Je croisais les mains sur ma poitrine. Peut-être était-ce ainsi qu'on l'avait couchée, mais je n'avais entrevu que son visage bandé derrière le hublot, ses joues gonflées, ce menton prognathe qui lui donnait un air buté, comme si elle avait lancé un défi : « Je suis morte, retrouvez-moi si vous pouvez, si vous l'osez! Je vous ai échappé, je me venge! Qui traversera le lac avec moi? »
Étendu sur le lit, j'attendais, si immobile que j'en venais tout à coup à étouffer de ne pas avoir respiré.
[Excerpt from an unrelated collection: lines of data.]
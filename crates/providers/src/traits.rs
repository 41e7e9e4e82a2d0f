use sb_domain::error::Result;
use sb_domain::message::{Message, ToolDefinition};
use sb_domain::stream::{BoxStream, StreamChunk};
use sb_domain::token::ProviderKind;

/// The chunk stream a provider yields for one request: chunks until `Done`,
/// or an `Err` for failures the stream itself could not express.
pub type ChunkStream = BoxStream<'static, Result<StreamChunk>>;

/// A provider-agnostic streaming request.
#[derive(Debug, Clone)]
pub struct ProviderRequest {
    /// Model name within the provider (no provider prefix).
    pub model: String,
    pub messages: Vec<Message>,
    pub tools: Vec<ToolDefinition>,
    pub max_tokens: Option<u32>,
    pub temperature: Option<f32>,
}

/// Trait every model binding implements.
///
/// The contract is "next chunk or done or error": any concrete
/// implementation satisfies it, whether backed by an HTTP SSE pump, a local
/// runtime, or a canned script.
#[async_trait::async_trait]
pub trait Provider: Send + Sync {
    /// Which accounting family this provider belongs to.
    fn kind(&self) -> ProviderKind;

    /// A unique identifier for this provider instance (the prefix in
    /// `provider/model` specs).
    fn provider_id(&self) -> &str;

    /// Max context window for a model, when the binding knows it.
    fn context_window(&self, model: &str) -> Option<u64>;

    /// Open a streaming generation for the request.
    async fn stream(&self, req: &ProviderRequest) -> Result<ChunkStream>;
}
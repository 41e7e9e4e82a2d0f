use std::sync::Arc;

use sb_domain::config::Config;
use sb_events::EventStore;
use sb_hooks::HookEngine;
use sb_providers::ProviderRegistry;

use crate::guardrail::Guardrail;
use crate::rpc::fanout::EventFanout;
use crate::runtime::cancel::CancelMap;
use crate::tools::ToolRegistry;

/// Shared handles passed to the orchestrator, the turn pipeline, and RPC
/// handlers.
///
/// Everything here is either internally synchronized (event store, fan-out,
/// cancel map) or immutable after construction (config, registries).
#[derive(Clone)]
pub struct CoreState {
    pub config: Arc<Config>,
    pub store: Arc<EventStore>,
    pub providers: Arc<ProviderRegistry>,
    pub hooks: Arc<HookEngine>,
    pub guardrails: Arc<Vec<Arc<dyn Guardrail>>>,
    pub tools: Arc<ToolRegistry>,
    pub fanout: Arc<EventFanout>,
    pub cancel_map: Arc<CancelMap>,
}

impl CoreState {
    /// Assemble state from the pieces a host wired up.
    pub fn new(
        config: Config,
        store: EventStore,
        providers: ProviderRegistry,
        hooks: HookEngine,
        guardrails: Vec<Arc<dyn Guardrail>>,
        tools: ToolRegistry,
    ) -> Self {
        let queue_capacity = config.limits.event_queue_capacity;
        Self {
            config: Arc::new(config),
            store: Arc::new(store),
            providers: Arc::new(providers),
            hooks: Arc::new(hooks),
            guardrails: Arc::new(guardrails),
            tools: Arc::new(tools),
            fanout: Arc::new(EventFanout::new(queue_capacity)),
            cancel_map: Arc::new(CancelMap::new()),
        }
    }
}
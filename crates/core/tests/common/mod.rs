#![allow(dead_code)]

use std::sync::Arc;
use std::time::Duration;

use sb_core::runtime::orchestrator::{CreateSessionOpts, Orchestrator};
use sb_core::state::CoreState;
use sb_core::tools::{Tool, ToolRegistry};
use sb_domain::config::Config;
use sb_domain::event::EventType;
use sb_domain::session::SessionInfo;
use sb_events::{EventFilter, EventStore};
use sb_hooks::HookEngine;
use sb_providers::{ProviderRegistry, ScriptedProvider};
use sb_domain::token::ProviderKind;

pub struct Harness {
    pub orchestrator: Arc<Orchestrator>,
    pub provider: Arc<ScriptedProvider>,
}

pub fn provider_id(kind: ProviderKind) -> &'static str {
    match kind {
        ProviderKind::Anthropic => "anthropic",
        ProviderKind::Openai => "openai",
        ProviderKind::Google => "google",
        ProviderKind::Codex => "codex",
    }
}

pub fn harness(kind: ProviderKind, window: u64, tools: Vec<Arc<dyn Tool>>) -> Harness {
    harness_with_config(Config::default(), kind, window, tools)
}

pub fn harness_with_config(
    config: Config,
    kind: ProviderKind,
    window: u64,
    tools: Vec<Arc<dyn Tool>>,
) -> Harness {
    let _ = tracing_subscriber::fmt()
        .with_env_filter(tracing_subscriber::EnvFilter::from_default_env())
        .with_test_writer()
        .try_init();

    let store = EventStore::open_in_memory().unwrap();

    let provider = Arc::new(ScriptedProvider::new(provider_id(kind), kind));
    provider.set_context_window(window);
    let mut providers = ProviderRegistry::new();
    providers.register(provider.clone());

    let hooks = HookEngine::new(Duration::from_secs(5));
    let mut tool_registry = ToolRegistry::new();
    for tool in tools {
        tool_registry.register(tool);
    }

    let state = CoreState::new(config, store, providers, hooks, Vec::new(), tool_registry);
    Harness {
        orchestrator: Orchestrator::new(state),
        provider,
    }
}

pub async fn create_session(h: &Harness, kind: ProviderKind) -> SessionInfo {
    h.orchestrator
        .create_session(CreateSessionOpts {
            workspace_id: "ws1".into(),
            working_directory: "/tmp/work".into(),
            model: format!("{}/test-model", provider_id(kind)),
            title: None,
        })
        .await
        .unwrap()
}

/// Poll the log until an event of the given type shows up (turns run in a
/// background task, so tests wait on the journal rather than the spawn).
pub async fn wait_for_event(h: &Harness, session_id: &str, ty: EventType) {
    let deadline = tokio::time::Instant::now() + Duration::from_secs(5);
    loop {
        let events = h
            .orchestrator
            .state()
            .store
            .get_events_by_session(session_id, &EventFilter::default())
            .unwrap();
        if events.iter().any(|e| e.event_type() == ty) {
            return;
        }
        if tokio::time::Instant::now() > deadline {
            panic!("timed out waiting for {ty} in session {session_id}");
        }
        tokio::time::sleep(Duration::from_millis(10)).await;
    }
}

pub fn events_of_type(
    h: &Harness,
    session_id: &str,
    ty: EventType,
) -> Vec<sb_domain::event::Event> {
    h.orchestrator
        .state()
        .store
        .get_events_by_session(
            session_id,
            &EventFilter {
                types: Some(vec![ty]),
                limit: None,
                before_event_id: None,
            },
        )
        .unwrap()
}

pub fn all_events(h: &Harness, session_id: &str) -> Vec<sb_domain::event::Event> {
    h.orchestrator
        .state()
        .store
        .get_events_by_session(session_id, &EventFilter::default())
        .unwrap()
}
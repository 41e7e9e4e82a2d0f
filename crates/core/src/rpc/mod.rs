//! The RPC core: transport-agnostic request dispatch and event fan-out.
//!
//! A host owns the transport (WebSocket, HTTP push, a test harness). For
//! each connection it calls [`RpcServer::connect`] to get the outbound event
//! queue and [`RpcServer::handle`] for every inbound request.

pub mod fanout;
pub mod methods;
pub mod middleware;
pub mod registry;

use std::collections::{HashMap, HashSet};
use std::sync::Arc;
use std::time::{Duration, Instant};

use parking_lot::Mutex;
use tokio::sync::mpsc;

use sb_protocol::{ErrorCode, RpcRequest, RpcResponse, ServerEvent};

use crate::runtime::orchestrator::Orchestrator;
use crate::rpc::middleware::{IdempotencyMiddleware, LoggingMiddleware, Middleware};
use crate::rpc::registry::{Manager, MethodRegistry};

/// Connection-scoped bookkeeping the RPC surface maintains: registered
/// devices and identified clients. Push delivery itself is an external
/// collaborator; the core only keeps the registry.
pub struct RpcExtras {
    pub devices: Mutex<HashMap<String, serde_json::Value>>,
    pub clients: Mutex<HashMap<String, serde_json::Value>>,
    pub started_at: Instant,
}

impl RpcExtras {
    fn new() -> Self {
        Self {
            devices: Mutex::new(HashMap::new()),
            clients: Mutex::new(HashMap::new()),
            started_at: Instant::now(),
        }
    }
}

pub struct RpcServer {
    orchestrator: Arc<Orchestrator>,
    registry: MethodRegistry,
    middlewares: Vec<Arc<dyn Middleware>>,
    extras: Arc<RpcExtras>,
    request_timeout: Duration,
}

impl RpcServer {
    pub fn new(orchestrator: Arc<Orchestrator>) -> Self {
        let state = orchestrator.state();

        let mut available: HashSet<Manager> =
            HashSet::from([Manager::Store, Manager::Hooks, Manager::Orchestrator]);
        if !state.providers.is_empty() {
            available.insert(Manager::Providers);
        }
        if !state.tools.is_empty() {
            available.insert(Manager::Tools);
        }

        let middlewares: Vec<Arc<dyn Middleware>> = vec![
            Arc::new(LoggingMiddleware),
            Arc::new(IdempotencyMiddleware::new(
                Duration::from_secs(state.config.timeouts.idempotency_ttl_secs),
                state.config.limits.idempotency_capacity,
            )),
        ];

        Self {
            registry: methods::build_registry(available),
            middlewares,
            extras: Arc::new(RpcExtras::new()),
            request_timeout: Duration::from_secs(state.config.timeouts.rpc_secs),
            orchestrator,
        }
    }

    pub fn orchestrator(&self) -> Arc<Orchestrator> {
        self.orchestrator.clone()
    }

    /// Register a connection and hand back its outbound event queue.
    pub fn connect(
        &self,
        connection_id: &str,
        interests: Option<HashSet<String>>,
    ) -> mpsc::Receiver<ServerEvent> {
        self.orchestrator
            .state()
            .fanout
            .subscribe(connection_id, interests)
    }

    pub fn disconnect(&self, connection_id: &str) {
        self.orchestrator.state().fanout.unsubscribe(connection_id);
        self.extras.clients.lock().remove(connection_id);
    }

    /// Handle one request. Exactly one response per request id.
    pub async fn handle(&self, connection_id: &str, req: RpcRequest) -> RpcResponse {
        for mw in &self.middlewares {
            if let Some(resp) = mw.before(connection_id, &req) {
                return resp;
            }
        }

        let dispatched = tokio::time::timeout(
            self.request_timeout,
            self.registry.dispatch(
                self.orchestrator.clone(),
                self.extras.clone(),
                connection_id,
                &req,
            ),
        )
        .await;
        let resp = match dispatched {
            Ok(resp) => resp,
            Err(_) => RpcResponse::err(
                &req.id,
                ErrorCode::InternalError,
                format!("request exceeded {:?}", self.request_timeout),
            ),
        };

        for mw in self.middlewares.iter().rev() {
            mw.after(connection_id, &req, &resp);
        }
        resp
    }

    pub fn method_names(&self) -> Vec<&'static str> {
        self.registry.method_names()
    }
}
//! Per-session context management: the in-memory message buffer used to
//! build provider requests, provider-agnostic token accounting, and the
//! compaction split/summarize helpers.

pub mod compact;
pub mod manager;
pub mod tokens;

pub use manager::{
    CanAcceptTurn, CompactionPreview, ContextManager, ContextSnapshot, ThresholdState,
};
pub use tokens::{normalize, TokenState, TurnMeta};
Il me semblait que cette paroi en moi, autour de moi, devant son propre visage, allait se briser, que j'allais enfin la rejoindre dans le sommeil, connaître la paix, l'unité, mes pensées et mon corps enfin rassemblés, ma peau recollée. Oui, que je cesserais d'être cet homme auquel on avait lentement arraché l'épiderme.
Je fermai un instant les yeux. Je dors, je dors, me répétais-je. Mais, brusquement, je me heurtais en pleine course à cette paroi transparente. Ma tête éclatait. J'étais toujours derrière le hublot. Ariane et toutes choses de l'autre côté de la vitre.
« Réponds-moi, Jean-Luc ! », n'en finissait pas de crier Clémence.
J'ai raccroché.
La pluie continuait de tomber dru sur le lac de Côme.
3.
- Vous avez besoin de soins, monsieur.
Le docteur Ferrucci m'avait d'abord interpellé dans la salle à manger de l'hôtel. Il s'était appuyé des deux mains à la table, puis avait chuchoté quelques mots à la propriétaire avant de se tourner vers moi : « Vous êtes en sueur, vous tremblez, on ne peut pas vous laisser comme cela. Mme Antonini a eu raison de me demander de vous rencontrer. »
Son visage était proche du mien et, en même temps, il me semblait que le docteur Ferrucci se tenait à distance, dans la pénombre, silhouette que je ne parvenais pas à identifier, dont la présence m'inquiétait et dont je cherchais en vain à préciser les traits, sûr de l'avoir déjà entr'aperçue.